I have always liked the character of Jordan Baker. I liked her in the novel when I read it, I liked her in the Robert Redford version, and I liked her in the more recent Gatsby adaptation. She is, to me, one of the few "winners" in this allegory of a story. She lives an interesting life, goes to a lot of interesting parties, knows a lot of interesting people, and lives to party again when everyone else makes a mess of their lives. I like Jordan because she doesn't take this whole lifestyle very seriously, and knows more tact and self-awareness than a lot of other characters in Nick's world. I would totally have her at my fictional dinner party for literary characters. There is so much she could tell you and so many other people she could bring. An interesting essay by Maggie Gordon Froehlich delves into the interpretation of Jordan as a successfully "passing" queer woman, and I think Froehlich's examples makes a very good case. It also brings a lot of depth to her actions that many see as shallow and false.

Critics have regarded Jordan Baker as one of the characters least deserving of scholarly attention; for those who have analyzed the novel's handful of explicit references of African Americans and racialist theories of the day, she is treated as utterly irrelevant to the novel's overt discussion of race. I would like to suggest that this overt discussion of race is being read onto the novel's implicit argument about sexuality, and that the figure of Jordan Baker embodies these intersections and illuminates this code.Recognizing the intentionality behind Jordan's invisibility and indistinguishability from other women and understanding it as a self-conscious pose—a form of passing—reveals some of what I would like to argue are the novel's heretofore undiscovered core concerns: intersections between racial and gender transgression, queer politics and practices of the closet,and the ways patriarchal capitalism constructs gender and sexuality. The character of Jordan Baker then, whose affectation of "whiteness" Fitzgerald underscores throughout the novel, embodies the connotation of simultaneously developing discourses on race, sex, and gender.
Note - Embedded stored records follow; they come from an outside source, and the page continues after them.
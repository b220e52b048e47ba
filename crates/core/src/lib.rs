//! Reviewlens Core Library
//!
//! Foundational utilities shared by every reviewlens crate:
//! - Error handling (`AppError`, `AppResult`)
//! - Logging infrastructure
//! - Configuration management

pub mod config;
pub mod error;
pub mod logging;

// Re-export commonly used types
pub use config::AppConfig;
pub use error::{AppError, AppResult};
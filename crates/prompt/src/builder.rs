//! Prompt builder for rendering templates.

use crate::types::{BuiltPrompt, PromptDefinition};
use handlebars::Handlebars;
use reviewlens_core::{AppError, AppResult};
use serde::Serialize;

/// Build a prompt from a definition and template data.
///
/// Both the system instruction and the user template are rendered against
/// `data`. HTML escaping is disabled; review text is passed through as-is.
///
/// # Example
/// ```no_run
/// use reviewlens_prompt::{build_prompt, PromptDefinition};
///
/// # fn example(def: PromptDefinition) -> Result<(), Box<dyn std::error::Error>> {
/// let data = serde_json::json!({ "question": "How are the nachos?" });
/// let built = build_prompt(&def, &data)?;
/// println!("User prompt: {}", built.user);
/// # Ok(())
/// # }
/// ```
pub fn build_prompt<T: Serialize>(definition: &PromptDefinition, data: &T) -> AppResult<BuiltPrompt> {
    tracing::debug!("Building prompt: {}", definition.id);

    let handlebars = registry(definition)?;

    let system = match definition.system {
        Some(_) => Some(render(&handlebars, SYSTEM_TEMPLATE, data)?),
        None => None,
    };
    let user = render(&handlebars, USER_TEMPLATE, data)?;

    Ok(BuiltPrompt::new(
        system,
        user,
        definition.id.clone(),
        definition.parameters.clone(),
    ))
}

const SYSTEM_TEMPLATE: &str = "system";
const USER_TEMPLATE: &str = "user";

fn registry(definition: &PromptDefinition) -> AppResult<Handlebars<'static>> {
    let mut handlebars = Handlebars::new();

    // Disable HTML escaping for plain text
    handlebars.register_escape_fn(handlebars::no_escape);

    if let Some(ref system) = definition.system {
        handlebars
            .register_template_string(SYSTEM_TEMPLATE, system)
            .map_err(|e| {
                AppError::Prompt(format!(
                    "Failed to register system template for '{}': {}",
                    definition.id, e
                ))
            })?;
    }

    handlebars
        .register_template_string(USER_TEMPLATE, &definition.template)
        .map_err(|e| {
            AppError::Prompt(format!(
                "Failed to register template for '{}': {}",
                definition.id, e
            ))
        })?;

    Ok(handlebars)
}

fn render<T: Serialize>(handlebars: &Handlebars<'_>, name: &str, data: &T) -> AppResult<String> {
    handlebars
        .render(name, data)
        .map_err(|e| AppError::Prompt(format!("Failed to render template: {}", e)))
}

/// Check that a definition's templates compile.
pub(crate) fn check_templates(definition: &PromptDefinition) -> AppResult<()> {
    registry(definition).map(|_| ())
}

#[cfg(test)]
mod tests {
    use super::*;
    use crate::types::{PromptOutputSpec, PromptParameters};
    use serde_json::json;

    fn create_test_definition(system: Option<&str>, template: &str) -> PromptDefinition {
        PromptDefinition {
            id: "test.prompt".to_string(),
            title: "Test".to_string(),
            api_version: "1.0".to_string(),
            created_by: "test".to_string(),
            system: system.map(str::to_string),
            template: template.to_string(),
            parameters: PromptParameters {
                temperature: Some(0.5),
                max_tokens: None,
            },
            output: PromptOutputSpec {
                format: "markdown".to_string(),
            },
        }
    }

    #[test]
    fn test_render_simple_template() {
        let def = create_test_definition(None, "Question: {{question}}");
        let built = build_prompt(&def, &json!({ "question": "Hello, world!" })).unwrap();
        assert_eq!(built.user, "Question: Hello, world!");
        assert!(built.system.is_none());
        assert_eq!(built.metadata.source_prompt_id, "test.prompt");
        assert_eq!(built.metadata.parameters.temperature, Some(0.5));
    }

    #[test]
    fn test_system_template_conditionals() {
        let def = create_test_definition(
            Some("Answer.{{#if sentiment}} Quantify sentiment.{{/if}}"),
            "{{question}}",
        );

        let with = build_prompt(&def, &json!({ "question": "q", "sentiment": true })).unwrap();
        assert_eq!(with.system.as_deref(), Some("Answer. Quantify sentiment."));

        let without = build_prompt(&def, &json!({ "question": "q", "sentiment": false })).unwrap();
        assert_eq!(without.system.as_deref(), Some("Answer."));
    }

    #[test]
    fn test_no_html_escaping() {
        let def = create_test_definition(None, "{{question}}");
        let built = build_prompt(&def, &json!({ "question": "Fish & chips <hot>" })).unwrap();
        assert_eq!(built.user, "Fish & chips <hot>");
    }

    #[test]
    fn test_each_over_reviews() {
        let def = create_test_definition(
            None,
            "{{#each reviews}}[{{this.rank}}] {{this.content}}\n{{/each}}",
        );
        let data = json!({
            "reviews": [
                { "rank": 1, "content": "Great nachos" },
                { "rank": 2, "content": "Soggy nachos" }
            ]
        });
        let built = build_prompt(&def, &data).unwrap();
        assert_eq!(built.user, "[1] Great nachos\n[2] Soggy nachos\n");
    }

    #[test]
    fn test_render_template_missing_variable() {
        let def = create_test_definition(None, "Question: {{missing}}");
        // Handlebars renders missing variables as empty string
        let built = build_prompt(&def, &json!({})).unwrap();
        assert_eq!(built.user, "Question: ");
    }

    #[test]
    fn test_invalid_template_is_prompt_error() {
        let def = create_test_definition(None, "{{#each reviews}}unterminated");
        assert!(matches!(
            build_prompt(&def, &json!({})),
            Err(AppError::Prompt(_))
        ));
    }
}
//! Search term extraction from rewriter output.
//!
//! The rewriter is asked for a bracketed list literal such as
//! `['pizza places', 'crust']`, usually wrapped in some chatter. JSON output
//! is accepted first; the bracket scan is the compatibility path.

use crate::types::{RewrittenQuery, TermSource};
use reviewlens_core::AppError;
use serde::Deserialize;
use thiserror::Error;

/// Why rewriter output could not be turned into search terms.
#[derive(Debug, Clone, PartialEq, Eq, Error)]
pub enum TermParseError {
    #[error("no '[' in rewriter output")]
    MissingOpenBracket,

    #[error("no ']' in rewriter output")]
    MissingCloseBracket,

    #[error("first ']' appears before first '['")]
    ClosedBeforeOpen,

    #[error("term list is empty")]
    Empty,
}

impl From<TermParseError> for AppError {
    fn from(err: TermParseError) -> Self {
        AppError::RewriteParse(err.to_string())
    }
}

/// Return the text strictly between the first `[` and the first `]`.
///
/// Quoting and commas inside are preserved verbatim.
pub fn extract_bracketed(raw: &str) -> Result<&str, TermParseError> {
    match (raw.find('['), raw.find(']')) {
        (None, _) => Err(TermParseError::MissingOpenBracket),
        (Some(_), None) => Err(TermParseError::MissingCloseBracket),
        (Some(start), Some(end)) if end < start => Err(TermParseError::ClosedBeforeOpen),
        (Some(start), Some(end)) => Ok(&raw[start + 1..end]),
    }
}

/// Split list-literal contents into terms.
///
/// Commas inside quotes do not split. Surrounding quotes and whitespace are
/// stripped and empty entries dropped.
pub fn split_terms(inner: &str) -> Vec<String> {
    let mut terms = Vec::new();
    let mut current = String::new();
    let mut quote: Option<char> = None;

    for c in inner.chars() {
        match (quote, c) {
            (None, '\'' | '"') => {
                quote = Some(c);
                current.push(c);
            }
            (Some(q), _) if c == q => {
                quote = None;
                current.push(c);
            }
            (None, ',') => {
                push_term(&mut terms, &current);
                current.clear();
            }
            _ => current.push(c),
        }
    }
    push_term(&mut terms, &current);

    terms
}

fn push_term(terms: &mut Vec<String>, piece: &str) {
    let trimmed = piece.trim();
    let unquoted = ['\'', '"']
        .iter()
        .find_map(|q| {
            trimmed
                .strip_prefix(*q)
                .and_then(|rest| rest.strip_suffix(*q))
        })
        .unwrap_or(trimmed)
        .trim();

    if !unquoted.is_empty() {
        terms.push(unquoted.to_string());
    }
}

#[derive(Deserialize)]
#[serde(untagged)]
enum StructuredTerms {
    Object { terms: Vec<String> },
    List(Vec<String>),
}

fn parse_structured(raw: &str) -> Option<Vec<String>> {
    let terms = match serde_json::from_str::<StructuredTerms>(raw.trim()).ok()? {
        StructuredTerms::Object { terms } | StructuredTerms::List(terms) => terms,
    };

    let terms: Vec<String> = terms
        .into_iter()
        .map(|t| t.trim().to_string())
        .filter(|t| !t.is_empty())
        .collect();

    (!terms.is_empty()).then_some(terms)
}

/// Turn rewriter output into a `RewrittenQuery`.
///
/// The search text is the extracted terms joined by `", "`.
pub fn parse_rewrite(raw: &str) -> Result<RewrittenQuery, TermParseError> {
    if let Some(terms) = parse_structured(raw) {
        return Ok(RewrittenQuery {
            raw: raw.to_string(),
            search_text: terms.join(", "),
            terms,
            source: TermSource::Structured,
        });
    }

    let inner = extract_bracketed(raw)?;
    let terms = split_terms(inner);
    if terms.is_empty() {
        return Err(TermParseError::Empty);
    }

    Ok(RewrittenQuery {
        raw: raw.to_string(),
        search_text: terms.join(", "),
        terms,
        source: TermSource::Bracketed,
    })
}

#[cfg(test)]
mod tests {
    use super::*;

    #[test]
    fn test_extract_preserves_inner_text_verbatim() {
        assert_eq!(
            extract_bracketed("Sure! ['pizza places', 'crust']").unwrap(),
            "'pizza places', 'crust'"
        );
        assert_eq!(extract_bracketed("Here you go: ['nachos']").unwrap(), "'nachos'");
    }

    #[test]
    fn test_extract_uses_first_brackets() {
        assert_eq!(extract_bracketed("['a'] and ['b']").unwrap(), "'a'");
        assert_eq!(extract_bracketed("[]").unwrap(), "");
    }

    #[test]
    fn test_extract_errors() {
        assert_eq!(
            extract_bracketed("pizza, crust"),
            Err(TermParseError::MissingOpenBracket)
        );
        assert_eq!(
            extract_bracketed("['pizza'"),
            Err(TermParseError::MissingCloseBracket)
        );
        assert_eq!(
            extract_bracketed("oops] ['pizza']"),
            Err(TermParseError::ClosedBeforeOpen)
        );
    }

    #[test]
    fn test_split_terms() {
        assert_eq!(
            split_terms("'pizza places', 'crust'"),
            vec!["pizza places".to_string(), "crust".to_string()]
        );
        assert_eq!(
            split_terms(r#""mac, cheese", 'wait time' ,, "#),
            vec!["mac, cheese".to_string(), "wait time".to_string()]
        );
        assert_eq!(split_terms("loud, music"), vec!["loud".to_string(), "music".to_string()]);
        assert!(split_terms("  ").is_empty());
    }

    #[test]
    fn test_split_terms_keeps_apostrophes_inside_double_quotes() {
        assert_eq!(split_terms(r#""chef's special""#), vec!["chef's special".to_string()]);
    }

    #[test]
    fn test_parse_rewrite_bracketed() {
        let query = parse_rewrite("Here you go: ['nachos']").unwrap();
        assert_eq!(query.source, TermSource::Bracketed);
        assert_eq!(query.terms, vec!["nachos".to_string()]);
        assert_eq!(query.search_text, "nachos");
        assert_eq!(query.raw, "Here you go: ['nachos']");

        let query = parse_rewrite("['background music', 'loud']").unwrap();
        assert_eq!(query.search_text, "background music, loud");
    }

    #[test]
    fn test_parse_rewrite_structured() {
        let query = parse_rewrite(r#"{"terms": ["patio", "outdoor seating"]}"#).unwrap();
        assert_eq!(query.source, TermSource::Structured);
        assert_eq!(query.search_text, "patio, outdoor seating");

        let query = parse_rewrite(r#" ["wait time"] "#).unwrap();
        assert_eq!(query.source, TermSource::Structured);
        assert_eq!(query.terms, vec!["wait time".to_string()]);
    }

    #[test]
    fn test_parse_rewrite_empty_list() {
        assert_eq!(parse_rewrite("Nothing to search: []"), Err(TermParseError::Empty));
        assert_eq!(parse_rewrite("[' ', '']"), Err(TermParseError::Empty));
    }

    #[test]
    fn test_parse_error_converts_to_app_error() {
        let err: AppError = TermParseError::MissingOpenBracket.into();
        assert!(matches!(err, AppError::RewriteParse(_)));
    }
}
Ironically, the fact that her queerness is most often overlooked proves that her strategies for"passing" in the novel are successful.
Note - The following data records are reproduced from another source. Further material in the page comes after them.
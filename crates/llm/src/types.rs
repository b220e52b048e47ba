//! Provider identification.

/// Provider type enum for matching.
#[derive(Debug, Clone, Copy, PartialEq, Eq)]
pub enum ProviderType {
    OpenAI,
    Azure,
    Ollama,
}

impl ProviderType {
    /// Parse provider type from string.
    pub fn parse(s: &str) -> Option<Self> {
        match s.to_lowercase().as_str() {
            "openai" => Some(Self::OpenAI),
            "azure" | "azure-openai" => Some(Self::Azure),
            "ollama" => Some(Self::Ollama),
            _ => None,
        }
    }

    /// Get the canonical provider name.
    pub fn as_str(&self) -> &'static str {
        match self {
            Self::OpenAI => "openai",
            Self::Azure => "azure",
            Self::Ollama => "ollama",
        }
    }
}

#[cfg(test)]
mod tests {
    use super::*;

    #[test]
    fn test_provider_type_parsing() {
        assert_eq!(ProviderType::parse("openai"), Some(ProviderType::OpenAI));
        assert_eq!(ProviderType::parse("Azure"), Some(ProviderType::Azure));
        assert_eq!(ProviderType::parse("azure-openai"), Some(ProviderType::Azure));
        assert_eq!(ProviderType::parse("ollama"), Some(ProviderType::Ollama));
        assert_eq!(ProviderType::parse("claude"), None);
    }

    #[test]
    fn test_round_trip_names() {
        for name in ["openai", "azure", "ollama"] {
            assert_eq!(ProviderType::parse(name).unwrap().as_str(), name);
        }
    }
}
This interpretation opens up a whole new layer to her character and her role in the story. It also brings up a lot of questions about society and it's mingling with sexuality and class. I'm not at an academic state to explore these new questions, but anyone able and willing to overanalyzing The Great Gatsby sure do have a lead with this.
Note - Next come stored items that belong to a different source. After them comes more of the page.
//! Chat command handler.
//!
//! Interactive loop over one session. Lines starting with `:` are session
//! commands; anything else is a question.

use super::ask::print_reviews;
use clap::Args;
use reviewlens_core::config::{AccessMode, AppConfig};
use reviewlens_core::AppResult;
use reviewlens_rag::{ReviewPipeline, Session, StaticSecretResolver};
use std::io::Write;
use tokio::io::{AsyncBufReadExt, BufReader};

const HELP: &str = "Commands:
  :login <secret>   bind this session to your business
  :logout           end the login
  :whoami           show the bound business
  :help             show this help
  :quit             leave";

/// Interactive session with login
#[derive(Args, Debug)]
pub struct ChatCommand {
    /// Restrict retrieval to one business (open mode)
    #[arg(short, long)]
    pub business_id: Option<String>,

    /// Print the retrieved reviews after each answer
    #[arg(long)]
    pub show_reviews: bool,
}

#[derive(Debug, PartialEq, Eq)]
enum ChatInput<'a> {
    Empty,
    Login(&'a str),
    Logout,
    WhoAmI,
    Help,
    Quit,
    Unknown(&'a str),
    Question(&'a str),
}

fn parse_line(line: &str) -> ChatInput<'_> {
    let line = line.trim();
    if line.is_empty() {
        return ChatInput::Empty;
    }

    let Some(command) = line.strip_prefix(':') else {
        return ChatInput::Question(line);
    };

    let (name, rest) = command
        .split_once(char::is_whitespace)
        .map(|(name, rest)| (name, rest.trim()))
        .unwrap_or((command, ""));

    match name {
        "login" => ChatInput::Login(rest),
        "logout" => ChatInput::Logout,
        "whoami" => ChatInput::WhoAmI,
        "help" => ChatInput::Help,
        "quit" | "exit" | "q" => ChatInput::Quit,
        _ => ChatInput::Unknown(name),
    }
}

/// Bind `session` through `resolver`. `Ok` and `Err` carry the line to show.
fn login_reply(
    session: &mut Session,
    resolver: &StaticSecretResolver,
    secret: &str,
) -> Result<String, String> {
    if secret.is_empty() {
        return Err("Usage: :login <secret>".to_string());
    }
    if resolver.is_empty() {
        return Err("No login secrets are configured".to_string());
    }

    match session.login(resolver, secret) {
        Ok(business_id) => Ok(format!("Logged in as {}", business_id)),
        Err(e) => Err(e.to_string()),
    }
}

impl ChatCommand {
    /// Execute the chat command.
    pub async fn execute(&self, config: &AppConfig) -> AppResult<()> {
        tracing::info!("Executing chat command");

        let pipeline = ReviewPipeline::from_config(config)?;
        let resolver = StaticSecretResolver::new(config.access.secrets.clone());
        let mut session = Session::new();
        tracing::debug!(
            "Session {} started ({} login secret(s) configured)",
            session.id(),
            resolver.len()
        );

        println!("Ask a question about your reviews. Type :help for commands.");
        if pipeline.access_mode() == AccessMode::Gated {
            println!("Log in with :login <secret> before asking.");
        }

        let mut reader = BufReader::new(tokio::io::stdin());
        let mut line = String::new();

        loop {
            print!("{}> ", session.business_id().unwrap_or(""));
            std::io::stdout().flush()?;

            line.clear();
            if reader.read_line(&mut line).await? == 0 {
                println!();
                break;
            }

            match parse_line(&line) {
                ChatInput::Empty => {}
                ChatInput::Login(secret) => match login_reply(&mut session, &resolver, secret) {
                    Ok(reply) => println!("{}", reply),
                    Err(reply) => eprintln!("{}", reply),
                },
                ChatInput::Logout => {
                    session.logout();
                    println!("Logged out");
                }
                ChatInput::WhoAmI => match session.business_id() {
                    Some(business_id) => println!("{}", business_id),
                    None => println!("Not logged in"),
                },
                ChatInput::Help => println!("{}", HELP),
                ChatInput::Quit => break,
                ChatInput::Unknown(name) => println!("Unknown command ':{}'. Type :help.", name),
                ChatInput::Question(question) => {
                    match pipeline
                        .ask(&session, question, self.business_id.as_deref())
                        .await
                    {
                        Ok(outcome) => {
                            println!("{}", outcome.answer);
                            if self.show_reviews {
                                print_reviews(&outcome);
                            }
                        }
                        Err(e) => {
                            tracing::warn!("Question failed during {}: {}", e.stage(), e);
                            eprintln!("{}", e);
                        }
                    }
                }
            }
        }

        tracing::debug!("Session {} ended", session.id());
        Ok(())
    }
}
Also, past the personality of Jordan that I admire, I confess that I have more shallow reasons for liking Jordan the most. In the movie adaptations, she remains the most stylish and fiercest-looking character in the story. The Baz Luhrmann adaptation's Jordan embodied everything I find beautiful about the 20's aesthetic.Elizabeth Debicki was fantastic in what she was given for her role, and wore every dress like she was made for that era.

I admit that it's been a while since I've read The Great Gatsby, but I can always read it again to find just why Jordan is an unredeemable character or one without depth. The movies haven't done a good job of doing it, and I just can't help but appreciate Jordan for being able to make it through the story that had just unfolded.